### WHAT YOU SHOULD DO
Reproduce the listing below without any change.

___ RECORD EXTRACTS ___

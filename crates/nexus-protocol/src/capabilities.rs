//! Capability trees and dot-path lookup.
//!
//! Capabilities travel as a free-form JSON object during the handshake.
//! A path like `resources.subscriptions` is present when every segment
//! exists while descending the tree; the leaf value itself is not
//! interpreted beyond existence.

use serde::{Deserialize, Serialize};
use serde_json::{Value, json};

/// A negotiated capability tree.
#[derive(Debug, Clone, Default, PartialEq, Eq, Serialize, Deserialize)]
#[serde(transparent)]
pub struct Capabilities(pub Value);

impl Capabilities {
    /// Wrap a raw JSON tree.
    #[must_use]
    pub fn new(tree: Value) -> Self {
        Self(tree)
    }

    /// The capability tree the hub advertises on both of its roles:
    /// resources with subscriptions, tools, prompts, and sampling.
    #[must_use]
    pub fn hub() -> Self {
        Self(json!({
            "resources": {
                "subscriptions": true
            },
            "tools": true,
            "prompts": true,
            "sampling": true
        }))
    }

    /// Check a dot-separated capability path against the tree.
    #[must_use]
    pub fn has(&self, path: &str) -> bool {
        let mut current = &self.0;
        for part in path.split('.') {
            match current {
                Value::Object(map) => match map.get(part) {
                    Some(next) => current = next,
                    None => return false,
                },
                _ => return false,
            }
        }
        true
    }

    /// The raw tree.
    #[must_use]
    pub fn as_value(&self) -> &Value {
        &self.0
    }
}

impl From<Value> for Capabilities {
    fn from(tree: Value) -> Self {
        Self(tree)
    }
}
impl AccessControl {
    /// Create an ACL backed by the given roles file. Default roles are
    /// seeded first; the file, when present, is layered on top.
    pub fn new(roles_file: PathBuf) -> HubResult<Self> {
        let mut state = AclState::default();
        for role in default_roles() {
            state.roles.insert(role.name.clone(), role);
        }

        if let Some(file) = persist::load_json::<RolesFile>(&roles_file)? {
            for (name, record) in file.roles {
                let role = record_to_role(&name, record);
                state.roles.insert(name, role);
            }
            state.user_roles = file.user_roles.into_iter().collect();
            info!(
                "Loaded {} role(s) and {} assignment(s) from {}",
                state.roles.len(),
                state.user_roles.len(),
                roles_file.display()
            );
        }

        Ok(Self {
            roles_file,
            state: StdMutex::new(state),
        })
    }

    fn save(&self, state: &AclState) -> HubResult<()> {
        let file = RolesFile {
            roles: state
                .roles
                .iter()
                .map(|(name, role)| (name.clone(), role_to_record(role)))
                .collect(),
            user_roles: state
                .user_roles
                .iter()
                .map(|(user, roles)| (user.clone(), roles.clone()))
                .collect(),
        };
        persist::save_json(&self.roles_file, &file)
    }

    /// Add or replace a role.
    pub fn add_role(&self, role: Role) -> HubResult<()> {
        let mut state = self.state.lock().expect("acl mutex poisoned");
        info!("Added role: {}", role.name);
        state.roles.insert(role.name.clone(), role);
        self.save(&state)
    }

    /// Remove a role and every assignment of it.
    pub fn remove_role(&self, role_name: &str) -> HubResult<bool> {
        let mut state = self.state.lock().expect("acl mutex poisoned");
        if state.roles.remove(role_name).is_none() {
            warn!("Role not found: {role_name}");
            return Ok(false);
        }
        for roles in state.user_roles.values_mut() {
            roles.retain(|name| name != role_name);
        }
        state.user_roles.retain(|_, roles| !roles.is_empty());
        info!("Removed role: {role_name}");
        self.save(&state)?;
        Ok(true)
    }

    /// Assign a role to a user. Unknown roles are rejected.
    pub fn assign_role(&self, username: &str, role_name: &str) -> HubResult<bool> {
        let mut state = self.state.lock().expect("acl mutex poisoned");
        if !state.roles.contains_key(role_name) {
            warn!("Role not found: {role_name}");
            return Ok(false);
        }
        let roles = state.user_roles.entry(username.to_string()).or_default();
        if !roles.iter().any(|name| name == role_name) {
            roles.push(role_name.to_string());
            info!("Assigned role {role_name} to user {username}");
            self.save(&state)?;
        }
        Ok(true)
    }

    /// Revoke a role from a user.
    pub fn revoke_role(&self, username: &str, role_name: &str) -> HubResult<bool> {
        let mut state = self.state.lock().expect("acl mutex poisoned");
        let Some(roles) = state.user_roles.get_mut(username) else {
            warn!("User not found: {username}");
            return Ok(false);
        };
        let before = roles.len();
        roles.retain(|name| name != role_name);
        if roles.len() == before {
            warn!("Role {role_name} not assigned to user {username}");
            return Ok(false);
        }
        if roles.is_empty() {
            state.user_roles.remove(username);
        }
        info!("Revoked role {role_name} from user {username}");
        self.save(&state)?;
        Ok(true)
    }

    /// Role names assigned to a user.
    #[must_use]
    pub fn user_roles(&self, username: &str) -> Vec<String> {
        self.state
            .lock()
            .expect("acl mutex poisoned")
            .user_roles
            .get(username)
            .cloned()
            .unwrap_or_default()
    }

    /// All defined roles.
    #[must_use]
    pub fn roles(&self) -> Vec<Role> {
        self.state
            .lock()
            .expect("acl mutex poisoned")
            .roles
            .values()
            .cloned()
            .collect()
    }

    /// Whether any role assigned to the user grants the permission on the
    /// resource.
    #[must_use]
    pub fn has_permission(
        &self,
        username: &str,
        resource: &AclResource,
        permission: Permission,
    ) -> bool {
        let state = self.state.lock().expect("acl mutex poisoned");
        let Some(role_names) = state.user_roles.get(username) else {
            return false;
        };
        role_names
            .iter()
            .filter_map(|name| state.roles.get(name))
            .any(|role| role.has_permission(resource, permission))
    }
}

___

### REPLY
filename crates/nexus-protocol/src/capabilities.rs
//! Capability trees and dot-path lookup.
//!
//! Capabilities travel as a free-form JSON object during the handshake.
//! A path like `resources.subscriptions` is present when every segment
//! exists while descending the tree; the leaf value itself is not
//! interpreted beyond existence.

use serde::{Deserialize, Serialize};
use serde_json::{Value, json};

/// A negotiated capability tree.
#[derive(Debug, Clone, Default, PartialEq, Eq, Serialize, Deserialize)]
#[serde(transparent)]
pub struct Capabilities(pub Value);

impl Capabilities {
    /// Wrap a raw JSON tree.
    #[must_use]
    pub fn new(tree: Value) -> Self {
        Self(tree)
    }

    /// The capability tree the hub advertises on both of its roles:
    /// resources with subscriptions, tools, prompts, and sampling.
    #[must_use]
    pub fn hub() -> Self {
        Self(json!({
            "resources": {
                "subscriptions": true
            },
            "tools": true,
            "prompts": true,
            "sampling": true
        }))
    }

    /// Check a dot-separated capability path against the tree.
    #[must_use]
    pub fn has(&self, path: &str) -> bool {
        let mut current = &self.0;
        for part in path.split('.') {
            match current {
                Value::Object(map) => match map.get(part) {
                    Some(next) => current = next,
                    None => return false,
                },
                _ => return false,
            }
        }
        true
    }

    /// The raw tree.
    #[must_use]
    pub fn as_value(&self) -> &Value {
        &self.0
    }
}

impl From<Value> for Capabilities {
    fn from(tree: Value) -> Self {
        Self(tree)
    }
}
impl AccessControl {
    /// Create an ACL backed by the given roles file. Default roles are
    /// seeded first; the file, when present, is layered on top.
    pub fn new(roles_file: PathBuf) -> HubResult<Self> {
        let mut state = AclState::default();
        for role in default_roles() {
            state.roles.insert(role.name.clone(), role);
        }

        if let Some(file) = persist::load_json::<RolesFile>(&roles_file)? {
            for (name, record) in file.roles {
                let role = record_to_role(&name, record);
                state.roles.insert(name, role);
            }
            state.user_roles = file.user_roles.into_iter().collect();
            info!(
                "Loaded {} role(s) and {} assignment(s) from {}",
                state.roles.len(),
                state.user_roles.len(),
                roles_file.display()
            );
        }

        Ok(Self {
            roles_file,
            state: StdMutex::new(state),
        })
    }

    fn save(&self, state: &AclState) -> HubResult<()> {
        let file = RolesFile {
            roles: state
                .roles
                .iter()
                .map(|(name, role)| (name.clone(), role_to_record(role)))
                .collect(),
            user_roles: state
                .user_roles
                .iter()
                .map(|(user, roles)| (user.clone(), roles.clone()))
                .collect(),
        };
        persist::save_json(&self.roles_file, &file)
    }

    /// Add or replace a role.
    pub fn add_role(&self, role: Role) -> HubResult<()> {
        let mut state = self.state.lock().expect("acl mutex poisoned");
        info!("Added role: {}", role.name);
        state.roles.insert(role.name.clone(), role);
        self.save(&state)
    }

    /// Remove a role and every assignment of it.
    pub fn remove_role(&self, role_name: &str) -> HubResult<bool> {
        let mut state = self.state.lock().expect("acl mutex poisoned");
        if state.roles.remove(role_name).is_none() {
            warn!("Role not found: {role_name}");
            return Ok(false);
        }
        for roles in state.user_roles.values_mut() {
            roles.retain(|name| name != role_name);
        }
        state.user_roles.retain(|_, roles| !roles.is_empty());
        info!("Removed role: {role_name}");
        self.save(&state)?;
        Ok(true)
    }

    /// Assign a role to a user. Unknown roles are rejected.
    pub fn assign_role(&self, username: &str, role_name: &str) -> HubResult<bool> {
        let mut state = self.state.lock().expect("acl mutex poisoned");
        if !state.roles.contains_key(role_name) {
            warn!("Role not found: {role_name}");
            return Ok(false);
        }
        let roles = state.user_roles.entry(username.to_string()).or_default();
        if !roles.iter().any(|name| name == role_name) {
            roles.push(role_name.to_string());
            info!("Assigned role {role_name} to user {username}");
            self.save(&state)?;
        }
        Ok(true)
    }

    /// Revoke a role from a user.
    pub fn revoke_role(&self, username: &str, role_name: &str) -> HubResult<bool> {
        let mut state = self.state.lock().expect("acl mutex poisoned");
        let Some(roles) = state.user_roles.get_mut(username) else {
            warn!("User not found: {username}");
            return Ok(false);
        };
        let before = roles.len();
        roles.retain(|name| name != role_name);
        if roles.len() == before {
            warn!("Role {role_name} not assigned to user {username}");
            return Ok(false);
        }
        if roles.is_empty() {
            state.user_roles.remove(username);
        }
        info!("Revoked role {role_name} from user {username}");
        self.save(&state)?;
        Ok(true)
    }

    /// Role names assigned to a user.
    #[must_use]
    pub fn user_roles(&self, username: &str) -> Vec<String> {
        self.state
            .lock()
            .expect("acl mutex poisoned")
            .user_roles
            .get(username)
            .cloned()
            .unwrap_or_default()
    }

    /// All defined roles.
    #[must_use]
    pub fn roles(&self) -> Vec<Role> {
        self.state
            .lock()
            .expect("acl mutex poisoned")
            .roles
            .values()
            .cloned()
            .collect()
    }

    /// Whether any role assigned to the user grants the permission on the
    /// resource.
    #[must_use]
    pub fn has_permission(
        &self,
        username: &str,
        resource: &AclResource,
        permission: Permission,
    ) -> bool {
        let state = self.state.lock().expect("acl mutex poisoned");
        let Some(role_names) = state.user_roles.get(username) else {
            return false;
        };
        role_names
            .iter()
            .filter_map(|name| state.roles.get(name))
            .any(|role| role.has_permission(resource, permission))
    }
}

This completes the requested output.